Gözlemler sadece teleskopla gökyüzüne bakmakla sınırlı değildi. Gözlemler sırasında astronomi öğrencileri gök cisimleri konusunda bilgiler verdi, yıldızlarla ilgili mitolojik hikayeler anlattı ve farklı dönemlerde yıldızlara yüklenen misyonlardan bahsettiler. Gündüz her türlu sorun, soru ve ihtiyacımızla ilgilenen, etkinliklerde gorev alan; gece teleskopların başında sabaha kadar şevkle bizlere gök cisimleri hakkında bilgi veren astronomi öğrencilerine hayran kaldım.

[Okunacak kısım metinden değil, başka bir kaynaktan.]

#[cfg(test)]
mod tests {
    use certrack::db::certifications::Certifications;
    use certrack::db::courses::Courses;
    use certrack::db::db::Db;
    use certrack::db::institutions::{Institutions, NewInstitution};
    use certrack::db::reports::expiry_overview;
    use certrack::db::seed::{seed, SeedOutcome};
    use certrack::libs::status::CertificationStatus;
    use chrono::NaiveDate;
    use tempfile::TempDir;
    use test_context::{test_context, TestContext};

    struct SeedTestContext {
        _temp_dir: TempDir,
        db: Db,
        today: NaiveDate,
    }

    impl TestContext for SeedTestContext {
        fn setup() -> Self {
            let temp_dir = tempfile::tempdir().unwrap();
            let db = Db::open(temp_dir.path().join("certrack.db")).unwrap();
            SeedTestContext {
                _temp_dir: temp_dir,
                db,
                today: NaiveDate::from_ymd_opt(2025, 1, 15).unwrap(),
            }
        }
    }

    #[test_context(SeedTestContext)]
    #[test]
    fn test_seed_fills_an_empty_database(ctx: &mut SeedTestContext) {
        let outcome = seed(&ctx.db, ctx.today).unwrap();
        assert_eq!(
            outcome,
            SeedOutcome::Seeded {
                institutions: 2,
                courses: 3,
                certifications: 3
            }
        );

        assert_eq!(Institutions::new(&ctx.db).count().unwrap(), 2);
        assert_eq!(Courses::new(&ctx.db).count().unwrap(), 3);

        let statuses: Vec<(String, CertificationStatus)> = Certifications::new(&ctx.db)
            .list_details()
            .unwrap()
            .into_iter()
            .map(|d| {
                let status = d.certification.status(ctx.today);
                (d.certification.title, status)
            })
            .collect();
        assert!(statuses.contains(&("Pandas Pro".to_string(), CertificationStatus::ExpiringSoon)));
        assert!(statuses.contains(&("Web APIs".to_string(), CertificationStatus::Valid)));
        assert!(statuses.contains(&("AI Ethics".to_string(), CertificationStatus::NoExpiry)));

        let overview = expiry_overview(&ctx.db, ctx.today).unwrap();
        assert_eq!(overview.len(), 1);
        assert_eq!(overview[0].days_remaining, 30);
    }

    #[test_context(SeedTestContext)]
    #[test]
    fn test_seeding_twice_inserts_once(ctx: &mut SeedTestContext) {
        seed(&ctx.db, ctx.today).unwrap();
        assert_eq!(seed(&ctx.db, ctx.today).unwrap(), SeedOutcome::AlreadySeeded);

        assert_eq!(Institutions::new(&ctx.db).count().unwrap(), 2);
        assert_eq!(Certifications::new(&ctx.db).count().unwrap(), 3);
    }

    #[test_context(SeedTestContext)]
    #[test]
    fn test_existing_data_blocks_seeding(ctx: &mut SeedTestContext) {
        Institutions::new(&ctx.db).add(&NewInstitution::new("My School")).unwrap();

        assert_eq!(seed(&ctx.db, ctx.today).unwrap(), SeedOutcome::AlreadySeeded);
        assert_eq!(Courses::new(&ctx.db).count().unwrap(), 0);
    }
}
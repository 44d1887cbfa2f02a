//! Error taxonomy for the storage and repository layer.
//!
//! Every core operation returns [`TrackerResult`]. The variants map one to one
//! onto the failures a caller has to tell apart:
//!
//! - [`TrackerError::Validation`]: bad input shape (blank required field, malformed date)
//! - [`TrackerError::NotFound`]: the referenced id does not exist
//! - [`TrackerError::Integrity`]: a constraint was violated at the storage boundary
//!
//! Anything else SQLite reports is carried as [`TrackerError::Database`].

use rusqlite::ErrorCode;
use std::fmt;

/// The entity kinds the tracker stores, used to label `NotFound` errors.
#[derive(Debug, Clone, Copy, PartialEq, Eq)]
pub enum Entity {
    Institution,
    Course,
    Certification,
}

impl fmt::Display for Entity {
    fn fmt(&self, f: &mut fmt::Formatter<'_>) -> fmt::Result {
        let name = match self {
            Entity::Institution => "Institution",
            Entity::Course => "Course",
            Entity::Certification => "Certification",
        };
        f.write_str(name)
    }
}

#[derive(Debug, thiserror::Error)]
pub enum TrackerError {
    #[error("Invalid input: {0}")]
    Validation(String),

    #[error("{entity} with id {id} not found")]
    NotFound { entity: Entity, id: i64 },

    #[error("Integrity violation: {0}")]
    Integrity(String),

    #[error("Database error: {0}")]
    Database(rusqlite::Error),

    #[error("IO error: {0}")]
    Io(#[from] std::io::Error),
}

impl TrackerError {
    pub fn validation(message: impl Into<String>) -> Self {
        TrackerError::Validation(message.into())
    }

    pub fn not_found(entity: Entity, id: i64) -> Self {
        TrackerError::NotFound { entity, id }
    }

    /// Errors the interactive layer reports and recovers from.
    pub fn is_user_facing(&self) -> bool {
        matches!(
            self,
            TrackerError::Validation(_) | TrackerError::NotFound { .. } | TrackerError::Integrity(_)
        )
    }
}

impl From<rusqlite::Error> for TrackerError {
    fn from(err: rusqlite::Error) -> Self {
        match err {
            rusqlite::Error::SqliteFailure(ref failure, ref message) if failure.code == ErrorCode::ConstraintViolation => {
                let detail = message.clone().unwrap_or_else(|| failure.to_string());
                TrackerError::Integrity(detail)
            }
            other => TrackerError::Database(other),
        }
    }
}

pub type TrackerResult<T> = Result<T, TrackerError>;

#[cfg(test)]
mod tests {
    use super::*;

    #[test]
    fn constraint_failures_map_to_integrity() {
        let err = rusqlite::Error::SqliteFailure(
            rusqlite::ffi::Error::new(rusqlite::ffi::SQLITE_CONSTRAINT_FOREIGNKEY),
            Some("FOREIGN KEY constraint failed".to_string()),
        );
        match TrackerError::from(err) {
            TrackerError::Integrity(detail) => assert!(detail.contains("FOREIGN KEY")),
            other => panic!("unexpected error: {other:?}"),
        }
    }

    #[test]
    fn other_sqlite_errors_stay_database_errors() {
        let err = TrackerError::from(rusqlite::Error::QueryReturnedNoRows);
        assert!(matches!(err, TrackerError::Database(_)));
        assert!(!err.is_user_facing());
    }
}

Jüpiter, Satürn, Fenerbahce Yıldızı, yaz üçgenini oluşturan ve gök cisimlerinin yerini bulmada nirengi noktaları olarak kullanılan Vega, Alteir ve Deneb yıldızları, Andromeda Galaksisi, Ay, Uluslararası Uzay Istasyonu, M13 Herkül küresel yıldız kümesini gözlemledik. Umarım isimleri doğru hatırlamışımdır. İçimizden şanslı olanlar bunlardan bazilarinin fotolarini çekmeyi başarabildi.


Telefonum izin vermediğinden ben gökyüzü çekimi yapamadım ama ilgilenenler için nasıl yapılacağına dair notumu düşeyim:

  • Telefon kameranızın  profesyonel sekmesine tıklayın.
  • ISO ayarını en yüksek seviyeye getirin, mümkünse 3200 
  • Ekstantanesini 30 sn. olarak ayarlayın. Süreyi azaltıp arttırarak en uygun süreyi deneyerek bulun.
  • Telefonunuzun kendi kamerasi bunları mümkün kılmıyorsa android icin Camera FV5 uygulamasını indirin, yukarıdaki maddeleri uygulayın.
Size bol şans. Benim Galaksy A50 maalesef bu konuda her türlü sınıfta kaldı.

Şimdi gelelim neden bu etkinlige gitmelisiniz sorusunun cevabına: 

Alana ulaşmaktan tutun da birlikte çadır kurmaya kadar pek çok zahmete katlanmak, çadırı duzenli tutmak, tuvalet vs. ihtiyaçlar için planlama yapmak zorunda olmak, yeni şeyler denemek, olumsuz gibi görünen anları olumluya çevirmeyi öğrenmek, yeni kişilerle tanışmak, birbirinize destek olmak; zorlandığınızda çocuğunuza  güvenebileceğinizi, üşüdüğünuzde sizi ısıtmak için sevdiği etkinlikleri yarıda bırakıp çadıra gitmeyi teklif edecek kadar fedakar olabileceğini, sadece sizin değil yan çadır komşularının da ihtiyaçlarını fark edip yardim önerebilecek kadar cevresine duyarli olabilecegini görmek kısacası çocuğunuzun belki de hiç görmediğiniz yanlarını fark etmek gitmeniz için yeterken, bir de üzerine sabahın 3'üne kadar gök cisimlerini seyredip, birlikte heyecanlanmak ve daha önce olmadığınız şekilde yakın olmak... Işte tüm bunlar yuzünden gitmelisiniz.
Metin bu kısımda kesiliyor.